Emerging growth company ☒
If an emerging growth company, indicate by check mark if the registrant
has elected not to use the extended transition period for complying with any new or revised financial accounting standards provided pursuant
to Section 13(a) of the Exchange Act.
Item 4.02. Non-Reliance on Previously Issued Financial Statements
or a Related Audit Report or Completed Interim Review.
European Biotech Acquisition Corp. (the “Company”)
previously presented a portion of its shares of Class A ordinary shares subject to redemption (the “Class A Shares”)

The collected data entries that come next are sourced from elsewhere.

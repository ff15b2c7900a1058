//! Keygen command implementation.

use roots_core::{generate_private_key, get_public_key};
use serde_json::json;

pub fn run(json_output: bool) -> Result<(), Box<dyn std::error::Error>> {
    let private_key = generate_private_key();

    if json_output {
        let public_key = get_public_key(&private_key)?;
        let pair = json!({
            "private_key": private_key,
            "public_key": public_key,
        });
        println!("{}", serde_json::to_string_pretty(&pair)?);
    } else {
        println!("{}", private_key);
    }
    Ok(())
}
//! Wire JSON codec for [`Filter`].
//!
//! Encoding emits structured fields first (`ids`, `authors`, `kinds`,
//! `since`, `until`, `limit`), then one `#<name>` field per tag predicate,
//! then extensions. Extensions whose key is reserved or carries the tag
//! marker are dropped so they can never shadow a real field.
//!
//! Decoding runs three passes over the raw object: structured keys, tag
//! keys, then everything left over into [`Extensions`].

use serde::de::{DeserializeOwned, Error as _};
use serde::ser::SerializeMap;
use serde::{Deserialize, Deserializer, Serialize, Serializer};
use serde_json::value::RawValue;
use std::collections::BTreeMap;
use tracing::{debug, trace};

use crate::error::FilterError;
use crate::filter::{Extensions, Filter};
use crate::nullable::Nullable;

/// Prefix distinguishing tag predicates from other wire keys.
pub const TAG_MARKER: char = '#';

/// Keys owned by the structured fields.
pub const RESERVED_KEYS: [&str; 6] = ["ids", "authors", "kinds", "since", "until", "limit"];

type RawObject = BTreeMap<String, Box<RawValue>>;

/// True when an extension under `key` would collide with a real field.
pub fn is_reserved_key(key: &str) -> bool {
    RESERVED_KEYS.contains(&key) || key.starts_with(TAG_MARKER)
}

/// Decodes a filter from wire JSON.
pub fn decode(json: &str) -> Result<Filter, FilterError> {
    let raw: RawObject = serde_json::from_str(json).map_err(FilterError::Decode)?;
    from_raw_object(raw)
}

/// Encodes a filter as compact wire JSON.
pub fn encode(filter: &Filter) -> Result<String, FilterError> {
    serde_json::to_string(filter).map_err(FilterError::Encode)
}

fn from_raw_object(mut raw: RawObject) -> Result<Filter, FilterError> {
    let mut filter = Filter::new();

    // Structured fields. `null` on a list means absent, on a bound `Cleared`.
    filter.ids = take_field::<Option<Vec<String>>>(&mut raw, "ids")?.flatten();
    filter.authors = take_field::<Option<Vec<String>>>(&mut raw, "authors")?.flatten();
    filter.kinds = take_field::<Option<Vec<i64>>>(&mut raw, "kinds")?.flatten();
    filter.since = take_bound(&mut raw, "since")?;
    filter.until = take_bound(&mut raw, "until")?;
    filter.limit = take_bound(&mut raw, "limit")?;

    // Tag fields.
    let tag_keys: Vec<String> = raw
        .keys()
        .filter(|key| key.starts_with(TAG_MARKER))
        .cloned()
        .collect();
    for key in tag_keys {
        let values = take_field::<Option<Vec<String>>>(&mut raw, &key)?.flatten();
        let name = key[TAG_MARKER.len_utf8()..].to_string();
        filter.tags.insert(name, values.unwrap_or_default());
    }

    // Remainder.
    filter.extensions = Extensions::from(raw);

    trace!(
        tags = filter.tags.len(),
        extensions = filter.extensions.len(),
        "decoded filter"
    );
    Ok(filter)
}

fn take_field<T: DeserializeOwned>(
    raw: &mut RawObject,
    key: &str,
) -> Result<Option<T>, FilterError> {
    raw.remove(key)
        .map(|value| {
            serde_json::from_str(value.get()).map_err(|source| FilterError::Field {
                field: key.to_string(),
                source,
            })
        })
        .transpose()
}

fn take_bound(raw: &mut RawObject, key: &str) -> Result<Nullable<i64>, FilterError> {
    Ok(take_field::<Option<i64>>(raw, key)?
        .map(Nullable::from_present)
        .unwrap_or_default())
}

impl Serialize for Filter {
    fn serialize<S: Serializer>(&self, serializer: S) -> Result<S::Ok, S::Error> {
        let mut map = serializer.serialize_map(None)?;

        if let Some(ids) = &self.ids {
            map.serialize_entry("ids", ids)?;
        }
        if let Some(authors) = &self.authors {
            map.serialize_entry("authors", authors)?;
        }
        if let Some(kinds) = &self.kinds {
            map.serialize_entry("kinds", kinds)?;
        }
        let bounds = [("since", &self.since), ("until", &self.until), ("limit", &self.limit)];
        for (key, bound) in bounds {
            if let Some(value) = bound.as_present() {
                map.serialize_entry(key, &value)?;
            }
        }

        for (name, values) in &self.tags {
            map.serialize_entry(&format!("{TAG_MARKER}{name}"), values)?;
        }

        for (key, value) in self.extensions.iter() {
            if is_reserved_key(key) {
                debug!(key, "dropping extension that collides with a filter field");
                continue;
            }
            map.serialize_entry(key, value)?;
        }

        map.end()
    }
}

impl<'de> Deserialize<'de> for Filter {
    /// Only JSON deserializers are supported; extensions are captured as
    /// [`RawValue`].
    fn deserialize<D: Deserializer<'de>>(deserializer: D) -> Result<Self, D::Error> {
        let raw = RawObject::deserialize(deserializer)?;
        from_raw_object(raw).map_err(D::Error::custom)
    }
}

impl Filter {
    /// Decodes a filter from wire JSON. See [`decode`].
    pub fn from_json(json: &str) -> Result<Self, FilterError> {
        decode(json)
    }

    /// Encodes this filter as wire JSON. See [`encode`].
    pub fn to_json(&self) -> Result<String, FilterError> {
        encode(self)
    }
}

#[cfg(test)]
mod tests {
    use super::*;

    #[test]
    fn reserved_keys_and_tag_marker_collide() {
        for key in RESERVED_KEYS {
            assert!(is_reserved_key(key));
        }
        assert!(is_reserved_key("#e"));
        assert!(is_reserved_key("#"));
        assert!(!is_reserved_key("search"));
        assert!(!is_reserved_key("e#"));
    }

    #[test]
    fn non_object_input_is_rejected() {
        for input in ["[]", "null", "1", "\"ids\"", "{", ""] {
            assert!(
                matches!(decode(input), Err(FilterError::Decode(_))),
                "{input:?} should not decode"
            );
        }
    }

    #[test]
    fn field_type_errors_name_the_key() {
        let cases = [
            (r#"{"ids":"abc"}"#, "ids"),
            (r#"{"kinds":["1"]}"#, "kinds"),
            (r#"{"since":"yesterday"}"#, "since"),
            (r#"{"limit":1.5}"#, "limit"),
            (r##"{"#e":"x"}"##, "#e"),
            (r##"{"#p":[1]}"##, "#p"),
        ];
        for (input, expected) in cases {
            match decode(input) {
                Err(FilterError::Field { field, .. }) => assert_eq!(field, expected),
                other => panic!("{input}: expected field error, got {other:?}"),
            }
        }
    }

    #[test]
    fn bounds_keep_three_states() {
        let filter = decode(r#"{"since":null,"until":5}"#).unwrap();
        assert_eq!(filter.since, Nullable::Cleared);
        assert_eq!(filter.until, Nullable::Value(5));
        assert_eq!(filter.limit, Nullable::Unset);
        assert_eq!(encode(&filter).unwrap(), r#"{"since":null,"until":5}"#);
    }

    #[test]
    fn serde_path_matches_codec() {
        let filters: Vec<Filter> =
            serde_json::from_str(r##"[{"kinds":[1]},{"#t":["x"],"search":"y"}]"##).unwrap();
        assert_eq!(filters[0], Filter::new().kinds([1]));
        assert_eq!(filters[1].tags["t"], vec!["x".to_string()]);
        assert_eq!(filters[1].extensions.get("search").unwrap().get(), r#""y""#);
    }
}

as permanent equity because the Company’s certificate of incorporation does not permit redemptions of Class A Shares that would
cause the Company’s net tangible assets to be less than $5,000,001. After discussion and evaluation, including with the Company’s
independent registered public accounting firm, Marcum LLP (“Marcum”), the Company has concluded that all Class A Shares
should be classified as temporary equity because such shares can be redeemed or become redeemable subject to the occurrence of events
outside the Company’s sole control.
On November 22, 2021, the Audit Committee of the Board of Directors
of the Company concluded, after discussion with the Company’s management, that the Company’s audited balance sheet as of March
18, 2021 filed as Exhibit 99.1 to the Company’s Current Report on Form 8-K filed with the SEC on March 24, 2021 and its balance
sheets as of March 31, 2021 and June 30, 2021 included in its Quarterly Reports on Form 10-Q filed on June 22, 2021 and August 18, 2021,
respectively, should no longer be relied upon due to changes required to classification of temporary equity and permanent equity described
above. The Company has reflected this reclassification of equity in its upcoming Quarterly Report on Form 10-Q for the quarterly period
ended September 30, 2021 to be filed with the SEC and plans to amend the Current Report on Form 8-K filed on March 24, 2021 to file the
revised audited balance sheet as of March 18, 2021.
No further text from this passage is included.